In order to provide and maintain a good physician-patient relationship, we feel that it is important to advise you of our financial policy to avoid any misunderstanding. Please read this carefully, and if you have any questions, please do not hesitate of ask a member of our staff.

  • Patients are expected to pay for medical care and insurance co-payments at the time of each office visit. Personal check, cash, and credit cards (Mastercard, Visa, American Express and Discover) are acceptable forms of payment.
  • Payments for unpaid medical care are due within thirty (30) days of receipt of our statement for services.
  • Per your insurance plan, you are responsible for any and all co-payments, deductibles, and coinsurances. Not all services provided by our office are covered by every plan. Any service not covered by your plan will be your responsibility and you will be billed.

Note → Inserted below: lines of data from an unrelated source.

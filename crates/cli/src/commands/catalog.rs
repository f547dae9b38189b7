//! Catalog inspection commands.

use std::sync::Arc;
use std::time::Duration;

use bazaar_core::{Catalog, CategoryFilter};
use bazaar_storefront::catalog::{CatalogClient, CatalogSource};
use tracing::{error, info, warn};

/// Load a catalog from a file path or http(s) URL.
///
/// # Errors
///
/// Returns an error if the source is malformed or the catalog cannot be
/// loaded.
pub async fn load(source: &str) -> Result<Arc<Catalog>, Box<dyn std::error::Error>> {
    let source: CatalogSource = source.parse()?;
    info!(%source, "Loading catalog");

    let client = CatalogClient::new(source, Duration::from_secs(60));
    Ok(client.catalog().await?)
}

/// List products, optionally filtered by category.
///
/// # Errors
///
/// Returns an error if the catalog cannot be loaded.
pub async fn list(source: &str, product_type: &str) -> Result<(), Box<dyn std::error::Error>> {
    let catalog = load(source).await?;
    let filter: CategoryFilter = product_type.parse()?;

    let products = catalog.filter(&filter);
    if products.is_empty() {
        warn!(%filter, "No products in this category");
        return Ok(());
    }

    for product in &products {
        info!(
            "{:<20} {:<14} {:<12} {}  ({})",
            product.id.as_str(),
            product.product_type.as_str(),
            product.platform,
            product.name,
            product.price.display(),
        );
    }
    info!("{} product(s)", products.len());

    Ok(())
}

/// Validate a catalog before publishing it.
///
/// Reports duplicate ids as errors and uncommon categories as warnings.
///
/// # Errors
///
/// Returns an error if the catalog cannot be loaded or has duplicate ids.
pub async fn check(source: &str) -> Result<(), Box<dyn std::error::Error>> {
    let catalog = load(source).await?;

    info!("Products: {}", catalog.products.len());
    for category in catalog.categories() {
        let count = catalog
            .filter(&CategoryFilter::Only(category.clone()))
            .len();
        info!("  {category}: {count}");
        if !bazaar_core::ProductType::known().contains(category) {
            warn!(%category, "Category is not shown in the navigation bar");
        }
    }

    let duplicates = catalog.duplicate_ids();
    if !duplicates.is_empty() {
        for id in &duplicates {
            error!(%id, "Duplicate product id");
        }
        return Err(format!("{} duplicate id(s) found", duplicates.len()).into());
    }

    info!("Catalog OK");
    Ok(())
}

It is your responsibility to understand your benefit plan as this is an agreement between you and your insurance company.

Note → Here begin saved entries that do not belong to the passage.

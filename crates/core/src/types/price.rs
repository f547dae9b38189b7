//! Type-safe price representation using decimal arithmetic.
//!
//! Prices are whole Toman amounts in practice, but the catalog format allows
//! any JSON number, so amounts are kept as [`Decimal`] to avoid float drift
//! when line totals are summed.
//!
//! Display follows the `fa-IR` number format used throughout the shop:
//! Persian digits, `٬` as the thousands separator, `٫` as the decimal
//! separator and at most three fraction digits.

use core::fmt;
use core::iter::Sum;
use core::ops::Add;

use rust_decimal::{Decimal, RoundingStrategy};
use serde::{Deserialize, Serialize};

/// Currency label appended to every displayed price.
pub const TOMAN_SUFFIX: &str = "تومان";

/// `fa-IR` thousands separator (ARABIC THOUSANDS SEPARATOR).
const GROUP_SEPARATOR: char = '\u{066C}';

/// `fa-IR` decimal separator (ARABIC DECIMAL SEPARATOR).
const DECIMAL_SEPARATOR: char = '\u{066B}';

/// Maximum fraction digits shown by the locale formatter.
const MAX_FRACTION_DIGITS: u32 = 3;

/// A price in Toman.
///
/// Serialized as a plain JSON number so the stored cart and the catalog file
/// keep the same shape.
///
/// # Example
///
/// ```rust
/// # use bazaar_core::Price;
/// # use rust_decimal::Decimal;
/// let price = Price::new(Decimal::from(150_000));
/// assert_eq!(price.display(), "۱۵۰٬۰۰۰ تومان");
/// assert_eq!(price.raw(), "150000");
/// ```
#[derive(Debug, Clone, Copy, PartialEq, Eq, PartialOrd, Ord, Hash, Default, Serialize, Deserialize)]
#[serde(transparent)]
pub struct Price(#[serde(with = "rust_decimal::serde::float")] Decimal);

impl Price {
    /// A zero price.
    pub const ZERO: Self = Self(Decimal::ZERO);

    /// Largest unit price a cart line accepts: 10^15 Toman.
    ///
    /// Keeps `MAX_UNIT * u32::MAX` summed over thousands of lines well inside
    /// the [`Decimal`] range.
    pub const MAX_UNIT: Self = Self(Decimal::from_parts(0xA4C6_8000, 0x0003_8D7E, 0, false, 0));

    /// Create a new price.
    #[must_use]
    pub const fn new(amount: Decimal) -> Self {
        Self(amount)
    }

    /// Get the underlying amount.
    #[must_use]
    pub const fn amount(&self) -> Decimal {
        self.0
    }

    /// Returns `true` if this is an acceptable unit price for a cart line.
    #[must_use]
    pub fn is_valid_unit(&self) -> bool {
        !self.0.is_sign_negative() && *self <= Self::MAX_UNIT
    }

    /// Price of `quantity` units, saturating at [`Decimal::MAX`].
    #[must_use]
    pub fn times(self, quantity: u32) -> Self {
        Self(
            self.0
                .checked_mul(Decimal::from(quantity))
                .unwrap_or(Decimal::MAX),
        )
    }

    /// Unformatted amount as plain ASCII (e.g. `"150000"`), used in form values.
    #[must_use]
    pub fn raw(&self) -> String {
        self.0.normalize().to_string()
    }

    /// Locale-formatted amount without the currency label (e.g. `"۱۵۰٬۰۰۰"`).
    #[must_use]
    pub fn localized(&self) -> String {
        let rounded = self
            .0
            .round_dp_with_strategy(MAX_FRACTION_DIGITS, RoundingStrategy::MidpointAwayFromZero)
            .normalize();
        let text = rounded.abs().to_string();
        let (integer, fraction) = text
            .split_once('.')
            .map_or((text.as_str(), None), |(i, f)| (i, Some(f)));

        let mut out = String::with_capacity(text.len() * 2);
        if rounded.is_sign_negative() && !rounded.is_zero() {
            out.push('-');
        }

        let len = integer.chars().count();
        for (i, c) in integer.chars().enumerate() {
            if i > 0 && (len - i) % 3 == 0 {
                out.push(GROUP_SEPARATOR);
            }
            out.push(c);
        }

        if let Some(fraction) = fraction {
            out.push(DECIMAL_SEPARATOR);
            out.push_str(fraction);
        }

        to_persian_digits(&out)
    }

    /// Format for display with the currency label (e.g. `"۱۵۰٬۰۰۰ تومان"`).
    #[must_use]
    pub fn display(&self) -> String {
        format!("{} {TOMAN_SUFFIX}", self.localized())
    }
}

impl fmt::Display for Price {
    fn fmt(&self, f: &mut fmt::Formatter<'_>) -> fmt::Result {
        f.write_str(&self.display())
    }
}

impl From<Decimal> for Price {
    fn from(amount: Decimal) -> Self {
        Self(amount)
    }
}

impl From<u32> for Price {
    fn from(amount: u32) -> Self {
        Self(Decimal::from(amount))
    }
}

impl Add for Price {
    type Output = Self;

    /// Saturates at [`Decimal::MAX`] instead of overflowing.
    fn add(self, rhs: Self) -> Self {
        Self(self.0.checked_add(rhs.0).unwrap_or(Decimal::MAX))
    }
}

impl Sum for Price {
    fn sum<I: Iterator<Item = Self>>(iter: I) -> Self {
        iter.fold(Self::ZERO, Add::add)
    }
}

/// Replace ASCII digits with Persian (Extended Arabic-Indic) digits.
///
/// Non-digit characters are left untouched.
#[must_use]
pub fn to_persian_digits(s: &str) -> String {
    s.chars()
        .map(|c| match c.to_digit(10) {
            Some(d) if c.is_ascii_digit() => char::from_u32(0x06F0 + d).unwrap_or(c),
            _ => c,
        })
        .collect()
}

  • Should families experience financial difficulties, patients may make special arrangements with CMG for timed partial payments of larger medical bills. Please contact us if you are in need of special arrangements.
  • Insurance co-pays are due at the time of service and will be expected at every visit. A $25.00 fee will be charged in addition to your co-pay if the co-pay is not paid at the time of service or by the end of business day.

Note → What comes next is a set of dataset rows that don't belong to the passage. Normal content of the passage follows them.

//! End-to-end product listing.

use bazaar_integration_tests::TestContext;
use reqwest::StatusCode;

const LOADING: &str = "در حال بارگذاری محصولات...";
const NOT_FOUND: &str = "محصولی برای نمایش یافت نشد.";
const LOAD_ERROR: &str = "خطا در بارگذاری محصولات. لطفاً بعداً تلاش کنید.";

#[tokio::test]
async fn test_health() {
    let ctx = TestContext::new().await;
    let response = ctx.get("/health").await;
    assert_eq!(response.status(), StatusCode::OK);
    assert_eq!(response.text().await.unwrap(), "ok");
}

#[tokio::test]
async fn test_home_shows_loading_placeholder() {
    let ctx = TestContext::new().await;
    let body = ctx.get_text("/").await;

    assert!(body.contains(LOADING));
    assert!(body.contains("hx-get=\"/products/list?type=all\""));
    assert!(body.contains("id=\"cart-item-count\""));
}

#[tokio::test]
async fn test_list_all_products() {
    let ctx = TestContext::new().await;
    let body = ctx.get_text("/products/list").await;

    assert_eq!(body.matches("class=\"product-card\"").count(), 6);
}

#[tokio::test]
async fn test_filter_by_category() {
    let ctx = TestContext::new().await;
    let body = ctx.get_text("/products/list?type=currency").await;

    assert_eq!(body.matches("class=\"product-card\"").count(), 2);
    assert!(body.contains("cur-vbucks-1000"));
    assert!(!body.contains("acc-steam-01"));
}

#[tokio::test]
async fn test_card_embeds_raw_price_for_add_to_cart() {
    let ctx = TestContext::new().await;
    let body = ctx.get_text("/products/list?type=account").await;

    assert!(body.contains("name=\"price\" value=\"450000\""));
    assert!(body.contains("۴۵۰٬۰۰۰ تومان"));
}

#[tokio::test]
async fn test_filter_without_matches_renders_not_found() {
    let ctx = TestContext::new().await;
    let body = ctx.get_text("/products/list?type=gift-card").await;

    assert!(body.contains(NOT_FOUND));
    assert!(!body.contains("product-card"));
}

#[tokio::test]
async fn test_missing_catalog_renders_error_state() {
    let ctx = TestContext::with_catalog("/nonexistent/products.json").await;
    let response = ctx.get("/products/list").await;

    assert_eq!(response.status(), StatusCode::OK);
    assert!(response.text().await.unwrap().contains(LOAD_ERROR));
}

#[tokio::test]
async fn test_category_with_reserved_characters_round_trips() {
    let path = std::env::temp_dir().join(format!("bazaar-catalog-{}.json", std::process::id()));
    std::fs::write(
        &path,
        r#"{"products": [
            {"id": "gift-1", "name": "Gift", "platform": "PC", "image": "https://img.example/g.png", "price": 1000, "type": "gift & card+"},
            {"id": "gift-2", "name": "Other", "platform": "PC", "image": "https://img.example/o.png", "price": 1000, "type": "gift"}
        ]}"#,
    )
    .unwrap();
    let ctx = TestContext::with_catalog(&path.display().to_string()).await;

    let page = ctx.get_text("/products?type=gift%20%26%20card%2B").await;
    let list_url = "/products/list?type=gift%20%26%20card%2B";
    assert!(page.contains(&format!("hx-get=\"{list_url}\"")));

    let body = ctx.get_text(list_url).await;
    std::fs::remove_file(&path).unwrap();

    assert_eq!(body.matches("class=\"product-card\"").count(), 1);
    assert!(body.contains("gift-1"));
}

  • Please bring proof of insurance to each and every office visit! We can not accept any insurance that can not be verified. We will have to bill you directly until you can provide proof of insurance. If the insurance that you designate is incorrect, you are responsible for any balance.
  • We do not submit to secondary insurance plans. At the end of the visit we will provide you with a detailed receipt for you to submit for reimbursement. You are responsible for any balance on your account
  • Prior to making an annual physical appointment, please verify with your insurance company that the physical will be covered as not all plans cover annual healthy physicals.
  • For all services rendered to minors, the adult accompanying the patient is responsible for payment, whether a parent/legal guardian or not. If your child will be brought to our office by a babysitter, grandparent etc, be sure to arrange for payment of insurance co-payment. Credit card payment can be made on the phone prior to the appointment or a credit card can be kept on file in our office.
  • We bill monthly for unpaid balances. If any portion of a bill has been outstanding for greater than 90 days, patients will receive a certified letter of notification. Upon this notification, the entire balance will be due within ten (10) days of receipt of the notification unless prior arrangements are in place and a payment schedule is being followed.
  • Should patients fail to pay the full outstanding balance within ten (10) days of notification, we will forward the account to a national collection agency. Accounts forwarded for collection will be placed in our inactive file, and patients will be notified of the discontinuation of Children’s Medical Group’s services by certified mail. We will continue to provide care for a thirty (30) day period from receipt of certified letter. Payment in cash is expected at the time of visit during these thirty (30) days. It is strongly recommended that families make alternate plans to find a new physician to ensure there is no lapse in medical coverage for their child(ren). We will send medical records to your newly named physician upon receipt of your authorization to do so. After the thirty (30) day period we will no longer be responsible for the patient’s care.
  • Checks returned to our bank for insufficient funds will incur a service charge of $25.00 per incident, plus any related bank charges.
  • Upon signed authorization to do so, CMG will transfer patient’s records for a fee of $0.75 per page, or for a pre-paid $20.00 flat fee.
  • We reserve the right to terminate the physician-patient relationship for.
  • Inappropriate behavior or language to staff or other patients.
  • Falsifying insurance or health information.
  • Repeated abuse of office policies such as repeatedly missing scheduled appointments.
  • Past due accounts when the patient’s family does not make a good faith effort to make andmeet a payment schedule.
  • There is a $10.00 fee, per form, for all medication/school/sports forms. Please allow 1 week for the completion of forms, unless the form is delivered at the time of visit.

I have received, and will abide by, the financial policy of Children’s Medical Group of Greenwich, P.C.